_Problem details_
Produce a word-for-word copy of the data below.

[Start of Attachment]

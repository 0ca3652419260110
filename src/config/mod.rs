//! Configuration management for Gramgate
//!
//! Settings come from a YAML file (default `~/.gramgate/config.yaml`) with
//! credential overrides from the process environment. A missing file is not
//! an error: local queries and rate-limit checks run on defaults alone.

use serde::{Deserialize, Serialize};
use std::path::{Path, PathBuf};

use crate::error::{ConfigError, Result};

/// Default Graph API version when none is configured
pub const DEFAULT_GRAPH_API_VERSION: &str = "v24.0";

/// Default Graph API host
pub const DEFAULT_API_HOST: &str = "https://graph.facebook.com";

/// Application configuration
#[derive(Debug, Clone, Serialize, Deserialize)]
pub struct Config {
    /// Instagram business/creator account ID
    #[serde(skip_serializing_if = "Option::is_none")]
    pub business_account_id: Option<String>,

    /// Long-lived access token
    #[serde(skip_serializing_if = "Option::is_none")]
    pub access_token: Option<String>,

    /// File holding a refreshed access token; wins over `access_token`
    #[serde(skip_serializing_if = "Option::is_none")]
    pub token_storage: Option<PathBuf>,

    /// Graph API version segment, e.g. `v24.0`
    #[serde(default = "default_graph_api_version")]
    pub graph_api_version: String,

    /// Graph API host
    #[serde(default = "default_api_host")]
    pub api_host: String,

    /// TTL for cached live listings
    #[serde(default = "default_cache_ttl")]
    pub cache_ttl_seconds: u64,

    /// Root directory for cache, rate-limit, scheduler and snapshot files
    #[serde(default = "default_data_dir")]
    pub data_dir: PathBuf,

    #[serde(default)]
    pub rate_limit: RateLimitSettings,

    #[serde(default)]
    pub access: AccessSettings,

    #[serde(default)]
    pub crawl: CrawlSettings,
}

/// Inbound rate limiting settings
#[derive(Debug, Clone, Serialize, Deserialize)]
pub struct RateLimitSettings {
    #[serde(default = "default_window_seconds")]
    pub window_seconds: u64,

    #[serde(default = "default_max_requests")]
    pub max_requests: u32,

    /// Honour the first X-Forwarded-For address
    #[serde(default)]
    pub trust_proxy: bool,

    /// Behaviour when the limiter's own storage is unavailable
    #[serde(default)]
    pub on_storage_error: StorageFailureMode,
}

/// What a guarded component does when its storage substrate fails.
#[derive(Debug, Clone, Copy, PartialEq, Eq, Default, Serialize, Deserialize)]
#[serde(rename_all = "snake_case")]
pub enum StorageFailureMode {
    /// Permit the guarded operation
    #[default]
    FailOpen,
    /// Deny the guarded operation
    FailClosed,
}

/// Admin access settings
#[derive(Debug, Clone, Default, Serialize, Deserialize)]
pub struct AccessSettings {
    #[serde(skip_serializing_if = "Option::is_none")]
    pub admin_token: Option<String>,

    #[serde(default)]
    pub whitelisted_ips: Vec<String>,
}

/// Defaults for snapshot crawls
#[derive(Debug, Clone, Serialize, Deserialize)]
pub struct CrawlSettings {
    #[serde(default = "default_per_page")]
    pub per_page: usize,

    #[serde(default = "default_max_pages")]
    pub max_pages: usize,
}

fn default_graph_api_version() -> String {
    DEFAULT_GRAPH_API_VERSION.to_string()
}

fn default_api_host() -> String {
    DEFAULT_API_HOST.to_string()
}

fn default_cache_ttl() -> u64 {
    86_400
}

fn default_data_dir() -> PathBuf {
    PathBuf::from("var")
}

fn default_window_seconds() -> u64 {
    60
}

fn default_max_requests() -> u32 {
    60
}

fn default_per_page() -> usize {
    3
}

fn default_max_pages() -> usize {
    500
}

impl Default for RateLimitSettings {
    fn default() -> Self {
        Self {
            window_seconds: default_window_seconds(),
            max_requests: default_max_requests(),
            trust_proxy: false,
            on_storage_error: StorageFailureMode::default(),
        }
    }
}

impl Default for CrawlSettings {
    fn default() -> Self {
        Self {
            per_page: default_per_page(),
            max_pages: default_max_pages(),
        }
    }
}

impl Default for Config {
    fn default() -> Self {
        Self {
            business_account_id: None,
            access_token: None,
            token_storage: None,
            graph_api_version: default_graph_api_version(),
            api_host: default_api_host(),
            cache_ttl_seconds: default_cache_ttl(),
            data_dir: default_data_dir(),
            rate_limit: RateLimitSettings::default(),
            access: AccessSettings::default(),
            crawl: CrawlSettings::default(),
        }
    }
}

impl Config {
    /// Get the default config file path
    pub fn default_path() -> Result<PathBuf> {
        let home = dirs::home_dir().ok_or(ConfigError::Invalid(
            "Could not determine home directory".to_string(),
        ))?;

        Ok(home.join(".gramgate").join("config.yaml"))
    }

    /// Load configuration from an explicit path or the default location,
    /// then apply environment overrides.
    pub fn load_at(path: Option<&str>) -> Result<Self> {
        let path = match path {
            Some(p) => PathBuf::from(p),
            None => Self::default_path()?,
        };
        let mut config = Self::load_from(&path)?;
        config.apply_env(|key| std::env::var(key).ok());
        Ok(config)
    }

    /// Load configuration from a specific path; defaults when absent
    pub fn load_from(path: &Path) -> Result<Self> {
        if !path.exists() {
            log::debug!("No config at {}, using defaults", path.display());
            return Ok(Self::default());
        }

        let contents = std::fs::read_to_string(path)?;
        let config: Config = serde_yaml::from_str(&contents).map_err(ConfigError::from)?;

        Ok(config)
    }

    /// Overlay environment variables onto the loaded file values.
    ///
    /// `lookup` abstracts the environment so the precedence is testable.
    pub fn apply_env<F>(&mut self, lookup: F)
    where
        F: Fn(&str) -> Option<String>,
    {
        let non_empty = |key: &str| lookup(key).filter(|v| !v.trim().is_empty());

        if let Some(id) = non_empty("IG_BUSINESS_ACCOUNT_ID") {
            self.business_account_id = Some(id);
        }
        if let Some(token) = non_empty("IG_ACCESS_TOKEN") {
            self.access_token = Some(token);
        }
        if let Some(storage) = non_empty("IG_TOKEN_STORAGE") {
            self.token_storage = Some(PathBuf::from(storage));
        }
        if let Some(version) = non_empty("GRAPH_API_VERSION") {
            self.graph_api_version = version;
        }
        if let Some(host) = non_empty("GRAMGATE_API_HOST") {
            self.api_host = host;
        }
        if let Some(dir) = non_empty("GRAMGATE_DATA_DIR") {
            self.data_dir = PathBuf::from(dir);
        }
    }

    /// Resolve the access token, preferring the token storage file.
    pub fn resolve_access_token(&self) -> Option<String> {
        if let Some(ref storage) = self.token_storage {
            match std::fs::read_to_string(storage) {
                Ok(raw) if !raw.trim().is_empty() => return Some(raw.trim().to_string()),
                Ok(_) => {}
                Err(e) => log::debug!("Token storage {} unreadable: {}", storage.display(), e),
            }
        }
        self.access_token
            .as_ref()
            .map(|t| t.trim().to_string())
            .filter(|t| !t.is_empty())
    }

    /// Validate that remote credentials are present, returning them.
    pub fn validate_credentials(&self) -> Result<Credentials> {
        let account_id = self
            .business_account_id
            .as_ref()
            .filter(|id| !id.trim().is_empty())
            .ok_or(ConfigError::MissingCredentials)?;
        let access_token = self
            .resolve_access_token()
            .ok_or(ConfigError::MissingCredentials)?;

        Ok(Credentials {
            account_id: account_id.trim().to_string(),
            access_token,
        })
    }

    pub fn cache_dir(&self) -> PathBuf {
        self.data_dir.join("cache")
    }

    pub fn rate_limit_dir(&self) -> PathBuf {
        self.data_dir.join("ratelimit")
    }

    pub fn snapshot_dir(&self) -> PathBuf {
        self.data_dir.join("snapshots")
    }

    pub fn scheduler_dir(&self) -> PathBuf {
        self.data_dir.join("schedule")
    }
}

/// Validated remote credentials
#[derive(Debug, Clone)]
pub struct Credentials {
    pub account_id: String,
    pub access_token: String,
}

[End of Attachment]

_Exercise answer_
repository 0ca3652419260110
filename src/config/mod.rs
//! Configuration management for Gramgate
//!
//! Settings come from a YAML file (default `~/.gramgate/config.yaml`) with
//! credential overrides from the process environment. A missing file is not
//! an error: local queries and rate-limit checks run on defaults alone.

use serde::{Deserialize, Serialize};
use std::path::{Path, PathBuf};

use crate::error::{ConfigError, Result};

/// Default Graph API version when none is configured
pub const DEFAULT_GRAPH_API_VERSION: &str = "v24.0";

/// Default Graph API host
pub const DEFAULT_API_HOST: &str = "https://graph.facebook.com";

/// Application configuration
#[derive(Debug, Clone, Serialize, Deserialize)]
pub struct Config {
    /// Instagram business/creator account ID
    #[serde(skip_serializing_if = "Option::is_none")]
    pub business_account_id: Option<String>,

    /// Long-lived access token
    #[serde(skip_serializing_if = "Option::is_none")]
    pub access_token: Option<String>,

    /// File holding a refreshed access token; wins over `access_token`
    #[serde(skip_serializing_if = "Option::is_none")]
    pub token_storage: Option<PathBuf>,

    /// Graph API version segment, e.g. `v24.0`
    #[serde(default = "default_graph_api_version")]
    pub graph_api_version: String,

    /// Graph API host
    #[serde(default = "default_api_host")]
    pub api_host: String,

    /// TTL for cached live listings
    #[serde(default = "default_cache_ttl")]
    pub cache_ttl_seconds: u64,

    /// Root directory for cache, rate-limit, scheduler and snapshot files
    #[serde(default = "default_data_dir")]
    pub data_dir: PathBuf,

    #[serde(default)]
    pub rate_limit: RateLimitSettings,

    #[serde(default)]
    pub access: AccessSettings,

    #[serde(default)]
    pub crawl: CrawlSettings,
}

/// Inbound rate limiting settings
#[derive(Debug, Clone, Serialize, Deserialize)]
pub struct RateLimitSettings {
    #[serde(default = "default_window_seconds")]
    pub window_seconds: u64,

    #[serde(default = "default_max_requests")]
    pub max_requests: u32,

    /// Honour the first X-Forwarded-For address
    #[serde(default)]
    pub trust_proxy: bool,

    /// Behaviour when the limiter's own storage is unavailable
    #[serde(default)]
    pub on_storage_error: StorageFailureMode,
}

/// What a guarded component does when its storage substrate fails.
#[derive(Debug, Clone, Copy, PartialEq, Eq, Default, Serialize, Deserialize)]
#[serde(rename_all = "snake_case")]
pub enum StorageFailureMode {
    /// Permit the guarded operation
    #[default]
    FailOpen,
    /// Deny the guarded operation
    FailClosed,
}

/// Admin access settings
#[derive(Debug, Clone, Default, Serialize, Deserialize)]
pub struct AccessSettings {
    #[serde(skip_serializing_if = "Option::is_none")]
    pub admin_token: Option<String>,

    #[serde(default)]
    pub whitelisted_ips: Vec<String>,
}

/// Defaults for snapshot crawls
#[derive(Debug, Clone, Serialize, Deserialize)]
pub struct CrawlSettings {
    #[serde(default = "default_per_page")]
    pub per_page: usize,

    #[serde(default = "default_max_pages")]
    pub max_pages: usize,
}

fn default_graph_api_version() -> String {
    DEFAULT_GRAPH_API_VERSION.to_string()
}

fn default_api_host() -> String {
    DEFAULT_API_HOST.to_string()
}

fn default_cache_ttl() -> u64 {
    86_400
}

fn default_data_dir() -> PathBuf {
    PathBuf::from("var")
}

fn default_window_seconds() -> u64 {
    60
}

fn default_max_requests() -> u32 {
    60
}

fn default_per_page() -> usize {
    3
}

fn default_max_pages() -> usize {
    500
}

impl Default for RateLimitSettings {
    fn default() -> Self {
        Self {
            window_seconds: default_window_seconds(),
            max_requests: default_max_requests(),
            trust_proxy: false,
            on_storage_error: StorageFailureMode::default(),
        }
    }
}

impl Default for CrawlSettings {
    fn default() -> Self {
        Self {
            per_page: default_per_page(),
            max_pages: default_max_pages(),
        }
    }
}

impl Default for Config {
    fn default() -> Self {
        Self {
            business_account_id: None,
            access_token: None,
            token_storage: None,
            graph_api_version: default_graph_api_version(),
            api_host: default_api_host(),
            cache_ttl_seconds: default_cache_ttl(),
            data_dir: default_data_dir(),
            rate_limit: RateLimitSettings::default(),
            access: AccessSettings::default(),
            crawl: CrawlSettings::default(),
        }
    }
}

impl Config {
    /// Get the default config file path
    pub fn default_path() -> Result<PathBuf> {
        let home = dirs::home_dir().ok_or(ConfigError::Invalid(
            "Could not determine home directory".to_string(),
        ))?;

        Ok(home.join(".gramgate").join("config.yaml"))
    }

    /// Load configuration from an explicit path or the default location,
    /// then apply environment overrides.
    pub fn load_at(path: Option<&str>) -> Result<Self> {
        let path = match path {
            Some(p) => PathBuf::from(p),
            None => Self::default_path()?,
        };
        let mut config = Self::load_from(&path)?;
        config.apply_env(|key| std::env::var(key).ok());
        Ok(config)
    }

    /// Load configuration from a specific path; defaults when absent
    pub fn load_from(path: &Path) -> Result<Self> {
        if !path.exists() {
            log::debug!("No config at {}, using defaults", path.display());
            return Ok(Self::default());
        }

        let contents = std::fs::read_to_string(path)?;
        let config: Config = serde_yaml::from_str(&contents).map_err(ConfigError::from)?;

        Ok(config)
    }

    /// Overlay environment variables onto the loaded file values.
    ///
    /// `lookup` abstracts the environment so the precedence is testable.
    pub fn apply_env<F>(&mut self, lookup: F)
    where
        F: Fn(&str) -> Option<String>,
    {
        let non_empty = |key: &str| lookup(key).filter(|v| !v.trim().is_empty());

        if let Some(id) = non_empty("IG_BUSINESS_ACCOUNT_ID") {
            self.business_account_id = Some(id);
        }
        if let Some(token) = non_empty("IG_ACCESS_TOKEN") {
            self.access_token = Some(token);
        }
        if let Some(storage) = non_empty("IG_TOKEN_STORAGE") {
            self.token_storage = Some(PathBuf::from(storage));
        }
        if let Some(version) = non_empty("GRAPH_API_VERSION") {
            self.graph_api_version = version;
        }
        if let Some(host) = non_empty("GRAMGATE_API_HOST") {
            self.api_host = host;
        }
        if let Some(dir) = non_empty("GRAMGATE_DATA_DIR") {
            self.data_dir = PathBuf::from(dir);
        }
    }

    /// Resolve the access token, preferring the token storage file.
    pub fn resolve_access_token(&self) -> Option<String> {
        if let Some(ref storage) = self.token_storage {
            match std::fs::read_to_string(storage) {
                Ok(raw) if !raw.trim().is_empty() => return Some(raw.trim().to_string()),
                Ok(_) => {}
                Err(e) => log::debug!("Token storage {} unreadable: {}", storage.display(), e),
            }
        }
        self.access_token
            .as_ref()
            .map(|t| t.trim().to_string())
            .filter(|t| !t.is_empty())
    }

    /// Validate that remote credentials are present, returning them.
    pub fn validate_credentials(&self) -> Result<Credentials> {
        let account_id = self
            .business_account_id
            .as_ref()
            .filter(|id| !id.trim().is_empty())
            .ok_or(ConfigError::MissingCredentials)?;
        let access_token = self
            .resolve_access_token()
            .ok_or(ConfigError::MissingCredentials)?;

        Ok(Credentials {
            account_id: account_id.trim().to_string(),
            access_token,
        })
    }

    pub fn cache_dir(&self) -> PathBuf {
        self.data_dir.join("cache")
    }

    pub fn rate_limit_dir(&self) -> PathBuf {
        self.data_dir.join("ratelimit")
    }

    pub fn snapshot_dir(&self) -> PathBuf {
        self.data_dir.join("snapshots")
    }

    pub fn scheduler_dir(&self) -> PathBuf {
        self.data_dir.join("schedule")
    }
}

/// Validated remote credentials
#[derive(Debug, Clone)]
pub struct Credentials {
    pub account_id: String,
    pub access_token: String,
}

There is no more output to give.